» **Requirement**: An exact copy of every record is needed.

» **Information provided**:
○ ○ ○ ○ ○ ○ ○

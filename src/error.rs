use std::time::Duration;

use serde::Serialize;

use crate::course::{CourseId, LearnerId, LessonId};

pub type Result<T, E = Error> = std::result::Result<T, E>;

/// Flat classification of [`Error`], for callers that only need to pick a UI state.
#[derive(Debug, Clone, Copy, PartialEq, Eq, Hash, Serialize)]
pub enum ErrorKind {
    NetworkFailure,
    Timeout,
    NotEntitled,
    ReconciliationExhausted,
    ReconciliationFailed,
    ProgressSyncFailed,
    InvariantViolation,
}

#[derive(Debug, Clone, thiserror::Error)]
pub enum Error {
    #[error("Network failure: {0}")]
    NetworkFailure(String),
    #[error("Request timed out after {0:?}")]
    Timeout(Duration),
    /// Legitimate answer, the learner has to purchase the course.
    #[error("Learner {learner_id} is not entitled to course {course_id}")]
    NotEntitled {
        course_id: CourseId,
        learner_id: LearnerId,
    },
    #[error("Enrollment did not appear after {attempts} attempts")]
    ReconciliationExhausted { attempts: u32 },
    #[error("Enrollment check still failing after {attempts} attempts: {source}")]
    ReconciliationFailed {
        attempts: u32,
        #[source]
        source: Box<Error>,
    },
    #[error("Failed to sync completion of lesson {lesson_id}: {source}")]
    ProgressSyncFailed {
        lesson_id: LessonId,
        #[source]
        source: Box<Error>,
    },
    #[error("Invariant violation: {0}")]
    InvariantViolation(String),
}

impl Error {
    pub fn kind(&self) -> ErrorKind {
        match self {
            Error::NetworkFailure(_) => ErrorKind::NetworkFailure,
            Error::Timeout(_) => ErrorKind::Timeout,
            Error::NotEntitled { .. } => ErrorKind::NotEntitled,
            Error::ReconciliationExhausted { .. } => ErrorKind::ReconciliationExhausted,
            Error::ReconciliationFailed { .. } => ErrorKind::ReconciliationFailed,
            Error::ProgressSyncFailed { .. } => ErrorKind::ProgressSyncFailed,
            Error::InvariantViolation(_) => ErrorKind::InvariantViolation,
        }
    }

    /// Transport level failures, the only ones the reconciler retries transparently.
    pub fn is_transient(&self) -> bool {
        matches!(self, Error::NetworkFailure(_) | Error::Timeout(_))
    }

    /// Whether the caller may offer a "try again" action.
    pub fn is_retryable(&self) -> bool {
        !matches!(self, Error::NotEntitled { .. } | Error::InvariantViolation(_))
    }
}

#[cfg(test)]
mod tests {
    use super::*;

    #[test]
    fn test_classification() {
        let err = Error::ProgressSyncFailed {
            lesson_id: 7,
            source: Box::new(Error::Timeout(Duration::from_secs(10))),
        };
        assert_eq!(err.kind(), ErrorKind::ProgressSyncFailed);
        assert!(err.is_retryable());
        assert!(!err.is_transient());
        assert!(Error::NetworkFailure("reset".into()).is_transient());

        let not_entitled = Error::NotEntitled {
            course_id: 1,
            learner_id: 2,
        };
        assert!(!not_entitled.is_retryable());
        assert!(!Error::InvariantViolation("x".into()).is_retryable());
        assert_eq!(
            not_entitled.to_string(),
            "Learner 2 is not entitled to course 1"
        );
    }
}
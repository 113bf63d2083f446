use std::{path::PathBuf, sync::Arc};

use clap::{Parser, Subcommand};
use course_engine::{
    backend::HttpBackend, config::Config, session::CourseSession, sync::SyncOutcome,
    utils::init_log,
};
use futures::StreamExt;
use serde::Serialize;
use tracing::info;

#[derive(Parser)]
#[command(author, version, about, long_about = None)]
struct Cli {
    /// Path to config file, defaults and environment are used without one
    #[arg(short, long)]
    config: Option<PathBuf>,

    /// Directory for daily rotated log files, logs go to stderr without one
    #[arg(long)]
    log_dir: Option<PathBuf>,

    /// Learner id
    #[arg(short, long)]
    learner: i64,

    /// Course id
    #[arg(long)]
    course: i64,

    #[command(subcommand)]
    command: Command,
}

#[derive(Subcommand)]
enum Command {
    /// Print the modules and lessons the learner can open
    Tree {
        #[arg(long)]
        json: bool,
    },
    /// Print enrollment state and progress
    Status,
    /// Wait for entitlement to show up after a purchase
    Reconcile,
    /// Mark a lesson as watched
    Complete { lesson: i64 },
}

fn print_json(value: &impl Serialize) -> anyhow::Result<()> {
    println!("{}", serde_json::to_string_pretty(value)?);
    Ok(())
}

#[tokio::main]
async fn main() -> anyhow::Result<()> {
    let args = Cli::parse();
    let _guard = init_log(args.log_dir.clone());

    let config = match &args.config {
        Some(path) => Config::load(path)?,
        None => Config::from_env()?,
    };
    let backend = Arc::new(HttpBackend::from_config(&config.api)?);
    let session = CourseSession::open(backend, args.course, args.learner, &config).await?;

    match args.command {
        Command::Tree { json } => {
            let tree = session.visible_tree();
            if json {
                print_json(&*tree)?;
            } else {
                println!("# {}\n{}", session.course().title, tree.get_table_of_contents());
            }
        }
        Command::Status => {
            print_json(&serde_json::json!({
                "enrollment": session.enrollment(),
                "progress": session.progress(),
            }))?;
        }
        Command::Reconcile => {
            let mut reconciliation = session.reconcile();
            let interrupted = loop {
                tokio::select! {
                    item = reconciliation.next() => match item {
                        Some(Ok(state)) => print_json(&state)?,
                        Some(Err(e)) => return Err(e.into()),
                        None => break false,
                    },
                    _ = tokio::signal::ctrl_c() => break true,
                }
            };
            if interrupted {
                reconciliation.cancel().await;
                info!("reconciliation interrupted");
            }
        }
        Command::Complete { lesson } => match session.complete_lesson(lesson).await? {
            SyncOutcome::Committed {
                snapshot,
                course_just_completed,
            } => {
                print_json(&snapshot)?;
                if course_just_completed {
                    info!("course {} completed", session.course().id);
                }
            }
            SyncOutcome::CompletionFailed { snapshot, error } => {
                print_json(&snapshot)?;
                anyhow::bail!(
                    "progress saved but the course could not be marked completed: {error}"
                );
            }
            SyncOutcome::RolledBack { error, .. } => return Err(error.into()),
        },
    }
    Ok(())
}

○ ○ ○ ○ ○ ○ ○

» **Answer to this problem**:
filename src/error.rs
use std::time::Duration;

use serde::Serialize;

use crate::course::{CourseId, LearnerId, LessonId};

pub type Result<T, E = Error> = std::result::Result<T, E>;

/// Flat classification of [`Error`], for callers that only need to pick a UI state.
#[derive(Debug, Clone, Copy, PartialEq, Eq, Hash, Serialize)]
pub enum ErrorKind {
    NetworkFailure,
    Timeout,
    NotEntitled,
    ReconciliationExhausted,
    ReconciliationFailed,
    ProgressSyncFailed,
    InvariantViolation,
}

#[derive(Debug, Clone, thiserror::Error)]
pub enum Error {
    #[error("Network failure: {0}")]
    NetworkFailure(String),
    #[error("Request timed out after {0:?}")]
    Timeout(Duration),
    /// Legitimate answer, the learner has to purchase the course.
    #[error("Learner {learner_id} is not entitled to course {course_id}")]
    NotEntitled {
        course_id: CourseId,
        learner_id: LearnerId,
    },
    #[error("Enrollment did not appear after {attempts} attempts")]
    ReconciliationExhausted { attempts: u32 },
    #[error("Enrollment check still failing after {attempts} attempts: {source}")]
    ReconciliationFailed {
        attempts: u32,
        #[source]
        source: Box<Error>,
    },
    #[error("Failed to sync completion of lesson {lesson_id}: {source}")]
    ProgressSyncFailed {
        lesson_id: LessonId,
        #[source]
        source: Box<Error>,
    },
    #[error("Invariant violation: {0}")]
    InvariantViolation(String),
}

impl Error {
    pub fn kind(&self) -> ErrorKind {
        match self {
            Error::NetworkFailure(_) => ErrorKind::NetworkFailure,
            Error::Timeout(_) => ErrorKind::Timeout,
            Error::NotEntitled { .. } => ErrorKind::NotEntitled,
            Error::ReconciliationExhausted { .. } => ErrorKind::ReconciliationExhausted,
            Error::ReconciliationFailed { .. } => ErrorKind::ReconciliationFailed,
            Error::ProgressSyncFailed { .. } => ErrorKind::ProgressSyncFailed,
            Error::InvariantViolation(_) => ErrorKind::InvariantViolation,
        }
    }

    /// Transport level failures, the only ones the reconciler retries transparently.
    pub fn is_transient(&self) -> bool {
        matches!(self, Error::NetworkFailure(_) | Error::Timeout(_))
    }

    /// Whether the caller may offer a "try again" action.
    pub fn is_retryable(&self) -> bool {
        !matches!(self, Error::NotEntitled { .. } | Error::InvariantViolation(_))
    }
}

#[cfg(test)]
mod tests {
    use super::*;

    #[test]
    fn test_classification() {
        let err = Error::ProgressSyncFailed {
            lesson_id: 7,
            source: Box::new(Error::Timeout(Duration::from_secs(10))),
        };
        assert_eq!(err.kind(), ErrorKind::ProgressSyncFailed);
        assert!(err.is_retryable());
        assert!(!err.is_transient());
        assert!(Error::NetworkFailure("reset".into()).is_transient());

        let not_entitled = Error::NotEntitled {
            course_id: 1,
            learner_id: 2,
        };
        assert!(!not_entitled.is_retryable());
        assert!(!Error::InvariantViolation("x".into()).is_retryable());
        assert_eq!(
            not_entitled.to_string(),
            "Learner 2 is not entitled to course 1"
        );
    }
}
repository 113bf63d2083f446
use std::{path::PathBuf, sync::Arc};

use clap::{Parser, Subcommand};
use course_engine::{
    backend::HttpBackend, config::Config, session::CourseSession, sync::SyncOutcome,
    utils::init_log,
};
use futures::StreamExt;
use serde::Serialize;
use tracing::info;

#[derive(Parser)]
#[command(author, version, about, long_about = None)]
struct Cli {
    /// Path to config file, defaults and environment are used without one
    #[arg(short, long)]
    config: Option<PathBuf>,

    /// Directory for daily rotated log files, logs go to stderr without one
    #[arg(long)]
    log_dir: Option<PathBuf>,

    /// Learner id
    #[arg(short, long)]
    learner: i64,

    /// Course id
    #[arg(long)]
    course: i64,

    #[command(subcommand)]
    command: Command,
}

#[derive(Subcommand)]
enum Command {
    /// Print the modules and lessons the learner can open
    Tree {
        #[arg(long)]
        json: bool,
    },
    /// Print enrollment state and progress
    Status,
    /// Wait for entitlement to show up after a purchase
    Reconcile,
    /// Mark a lesson as watched
    Complete { lesson: i64 },
}

fn print_json(value: &impl Serialize) -> anyhow::Result<()> {
    println!("{}", serde_json::to_string_pretty(value)?);
    Ok(())
}

#[tokio::main]
async fn main() -> anyhow::Result<()> {
    let args = Cli::parse();
    let _guard = init_log(args.log_dir.clone());

    let config = match &args.config {
        Some(path) => Config::load(path)?,
        None => Config::from_env()?,
    };
    let backend = Arc::new(HttpBackend::from_config(&config.api)?);
    let session = CourseSession::open(backend, args.course, args.learner, &config).await?;

    match args.command {
        Command::Tree { json } => {
            let tree = session.visible_tree();
            if json {
                print_json(&*tree)?;
            } else {
                println!("# {}\n{}", session.course().title, tree.get_table_of_contents());
            }
        }
        Command::Status => {
            print_json(&serde_json::json!({
                "enrollment": session.enrollment(),
                "progress": session.progress(),
            }))?;
        }
        Command::Reconcile => {
            let mut reconciliation = session.reconcile();
            let interrupted = loop {
                tokio::select! {
                    item = reconciliation.next() => match item {
                        Some(Ok(state)) => print_json(&state)?,
                        Some(Err(e)) => return Err(e.into()),
                        None => break false,
                    },
                    _ = tokio::signal::ctrl_c() => break true,
                }
            };
            if interrupted {
                reconciliation.cancel().await;
                info!("reconciliation interrupted");
            }
        }
        Command::Complete { lesson } => match session.complete_lesson(lesson).await? {
            SyncOutcome::Committed {
                snapshot,
                course_just_completed,
            } => {
                print_json(&snapshot)?;
                if course_just_completed {
                    info!("course {} completed", session.course().id);
                }
            }
            SyncOutcome::CompletionFailed { snapshot, error } => {
                print_json(&snapshot)?;
                anyhow::bail!(
                    "progress saved but the course could not be marked completed: {error}"
                );
            }
            SyncOutcome::RolledBack { error, .. } => return Err(error.into()),
        },
    }
    Ok(())
}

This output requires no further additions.